Nontraumatic chronic subdural hemorrhage refers to slow, progressive bleeding between the dura mater and arachnoid membrane of the brain that occurs without external injury. This condition can lead to increased intracranial pressure and neurological impairment over time.

Causes

Causes may include hypertension (high blood pressure), cerebral amyloid angiopathy, anticoagulant or antiplatelet medication use, and blood-clotting disorders.

Risk Factors

  • Increased risk is associated with older age, chronic alcohol use, hypertension, anticoagulant therapy, and conditions affecting blood clotting.

Symptoms

  • Symptoms may include headache, confusion, drowsiness, weakness or numbness on one side of the body, difficulty speaking, and changes in consciousness.

Diagnosis

Diagnosing typically involves a neurological examination, followed by imaging tests such as a CT (Computed Tomography) scan or MRI (Magnetic Resonance Imaging) to identify the bleeding location and extent.

Treatment Options

  • Treatment often involves stabilizing the patient and managing increased intracranial pressure. Options may include medication, observation, or surgical intervention to evacuate the hematoma.

Prognosis and Follow-Up

Prognosis depends on the size of the hemorrhage, patient age, and overall health.

Complications

  • Potential complications include seizures, permanent neurological deficits, or increased intracranial pressure requiring urgent intervention.

Lifestyle & Prevention

  • Managing hypertension and avoiding excessive alcohol use may help reduce risk. Careful monitoring of anticoagulant therapy is important.
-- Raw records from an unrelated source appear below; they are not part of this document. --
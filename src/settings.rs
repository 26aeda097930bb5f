use config::{Config, ConfigError, Environment, File};
use serde::Deserialize;

use crate::fetch_cache::RetryPolicy;
use std::time::Duration;

#[derive(Debug, Deserialize, Clone)]
pub struct Endpoints {
    #[serde(default = "default_yields_url")]
    pub yields_url: String,
    #[serde(default = "default_prices_url")]
    pub prices_url: String,
    #[serde(default = "default_protocols_url")]
    pub protocols_url: String,
    #[serde(default = "default_charts_url")]
    pub charts_url: String,
    #[serde(default = "default_cetus_stats_url")]
    pub cetus_stats_url: String,
    #[serde(default = "default_http_timeout_seconds")]
    pub http_timeout_seconds: u64,
}

fn default_yields_url() -> String {
    "https://yields.llama.fi/pools".to_string()
}
fn default_prices_url() -> String {
    "https://coins.llama.fi/prices/current".to_string()
}
fn default_protocols_url() -> String {
    "https://api.llama.fi/protocols".to_string()
}
fn default_charts_url() -> String {
    "https://api.llama.fi/v2/historicalChainTvl".to_string()
}
fn default_cetus_stats_url() -> String {
    "https://api-sui.cetus.zone/v2/sui/swap/count".to_string()
}
fn default_http_timeout_seconds() -> u64 {
    15
}

impl Default for Endpoints {
    fn default() -> Self {
        Self {
            yields_url: default_yields_url(),
            prices_url: default_prices_url(),
            protocols_url: default_protocols_url(),
            charts_url: default_charts_url(),
            cetus_stats_url: default_cetus_stats_url(),
            http_timeout_seconds: default_http_timeout_seconds(),
        }
    }
}

#[derive(Debug, Deserialize, Clone)]
pub struct CacheSettings {
    #[serde(default = "default_pools_ttl_seconds")]
    pub pools_ttl_seconds: u64,
    #[serde(default = "default_prices_ttl_seconds")]
    pub prices_ttl_seconds: u64,
    #[serde(default = "default_protocols_ttl_seconds")]
    pub protocols_ttl_seconds: u64,
    #[serde(default = "default_stats_ttl_seconds")]
    pub stats_ttl_seconds: u64,
    #[serde(default = "default_fetch_retries")]
    pub retries: usize,
    #[serde(default = "default_fetch_base_delay_ms")]
    pub base_delay_ms: u64,
    #[serde(default = "default_fetch_max_delay_ms")]
    pub max_delay_ms: u64,
}

fn default_pools_ttl_seconds() -> u64 {
    300 // 5 minutes
}
fn default_prices_ttl_seconds() -> u64 {
    60
}
fn default_protocols_ttl_seconds() -> u64 {
    600
}
fn default_stats_ttl_seconds() -> u64 {
    300
}
fn default_fetch_retries() -> usize {
    3
}
fn default_fetch_base_delay_ms() -> u64 {
    1000
}
fn default_fetch_max_delay_ms() -> u64 {
    10_000
}

impl Default for CacheSettings {
    fn default() -> Self {
        Self {
            pools_ttl_seconds: default_pools_ttl_seconds(),
            prices_ttl_seconds: default_prices_ttl_seconds(),
            protocols_ttl_seconds: default_protocols_ttl_seconds(),
            stats_ttl_seconds: default_stats_ttl_seconds(),
            retries: default_fetch_retries(),
            base_delay_ms: default_fetch_base_delay_ms(),
            max_delay_ms: default_fetch_max_delay_ms(),
        }
    }
}

impl CacheSettings {
    pub fn retry_policy(&self) -> RetryPolicy {
        RetryPolicy {
            retries: self.retries,
            base_delay: Duration::from_millis(self.base_delay_ms),
            max_delay: Duration::from_millis(self.max_delay_ms),
        }
    }
}

#[derive(Debug, Deserialize, Clone)]
pub struct RankingSettings {
    #[serde(default = "default_min_tvl_usd")]
    pub min_tvl_usd: f64,
    #[serde(default = "default_apy_ceiling")]
    pub apy_ceiling: f64,
    #[serde(default = "default_stable_apy_ceiling")]
    pub stable_apy_ceiling: f64,
    #[serde(default)]
    pub min_volume_usd: f64,
    #[serde(default = "default_ranking_top_n")]
    pub top_n: usize,
    #[serde(default)]
    pub chain: Option<String>,
}

fn default_min_tvl_usd() -> f64 {
    1_000_000.0
}
fn default_apy_ceiling() -> f64 {
    1000.0 // APYs above this are feed noise
}
fn default_stable_apy_ceiling() -> f64 {
    100.0
}
fn default_ranking_top_n() -> usize {
    5
}

impl Default for RankingSettings {
    fn default() -> Self {
        Self {
            min_tvl_usd: default_min_tvl_usd(),
            apy_ceiling: default_apy_ceiling(),
            stable_apy_ceiling: default_stable_apy_ceiling(),
            min_volume_usd: 0.0,
            top_n: default_ranking_top_n(),
            chain: None,
        }
    }
}

#[derive(Debug, Deserialize, Clone)]
pub struct LogSettings {
    #[serde(default = "default_log_level")]
    pub level: String,
}

fn default_log_level() -> String {
    "info".to_string()
}

impl Default for LogSettings {
    fn default() -> Self {
        Self {
            level: default_log_level(),
        }
    }
}

impl LogSettings {
    /// Install an `env_logger` at the configured level. `RUST_LOG` wins when
    /// set; repeated calls are no-ops (safe in tests and embedders).
    pub fn init(&self) {
        let mut builder = env_logger::Builder::from_default_env();
        if std::env::var("RUST_LOG").is_err() {
            builder.parse_filters(&self.level);
        }
        let _ = builder.try_init();
    }
}

#[derive(Debug, Deserialize, Clone, Default)]
pub struct Settings {
    #[serde(default)]
    pub endpoints: Endpoints,
    #[serde(default)]
    pub cache: CacheSettings,
    #[serde(default)]
    pub ranking: RankingSettings,
    #[serde(default)]
    pub log: LogSettings,
}

impl Settings {
    /// Layered load: optional `Config.toml` in the working directory, then
    /// `SUI_SDK__*` environment overrides (e.g. `SUI_SDK__RANKING__TOP_N=3`).
    pub fn new() -> Result<Self, ConfigError> {
        let s = Config::builder()
            .add_source(File::with_name("Config").required(false))
            .add_source(Environment::with_prefix("SUI_SDK").separator("__"))
            .build()?;
        s.try_deserialize()
    }
}
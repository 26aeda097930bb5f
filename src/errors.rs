// src/errors.rs
// Typed error surface for the SDK. Fetch-layer failures are retried before they
// reach callers; math-layer failures are fatal to the single call.

use thiserror::Error;

#[derive(Debug, Error)]
pub enum SdkError {
    /// Network or HTTP failure from an upstream feed (pre-retry detail).
    #[error("fetch failed for '{key}': {reason}")]
    FetchFailed { key: String, reason: String },

    /// Retries exhausted and no stale cache entry to fall back on.
    #[error("data unavailable for '{key}' after {attempts} attempts")]
    Unavailable { key: String, attempts: usize },

    /// Tick outside the protocol domain, or tick data that cannot form a range.
    #[error("invalid tick index {0}")]
    InvalidTick(i32),

    /// Tick range rejected for a specific reason (e.g. lower >= upper, or the
    /// fixed deposit token is inactive for the range).
    #[error("invalid range: {0}")]
    InvalidRange(String),

    /// Slippage must be in [0, 1).
    #[error("invalid slippage {0}")]
    InvalidSlippage(f64),

    /// Fixed-point intermediate exceeded the representable range.
    #[error("math overflow in {0}")]
    MathOverflow(&'static str),

    /// Pool missing from an upstream feed or on-chain read.
    #[error("pool not found: {0}")]
    PoolNotFound(String),

    /// Per-position valuation failure; callers skip and continue.
    #[error("failed to process position in pool {pool}: {reason}")]
    PositionProcessingFailed { pool: String, reason: String },
}

pub type SdkResult<T> = Result<T, SdkError>;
When to Seek Professional Help

  • Seek immediate medical attention for sudden severe headache, confusion, weakness, or changes in consciousness.

Tips for Medical Coders

  • Use I62.03 for nontraumatic chronic subdural hemorrhage. Document the chronic nature and any contributing factors (e.g., anticoagulant use) to support code specificity. Ensure clinical documentation aligns with the chronic timeline of the condition.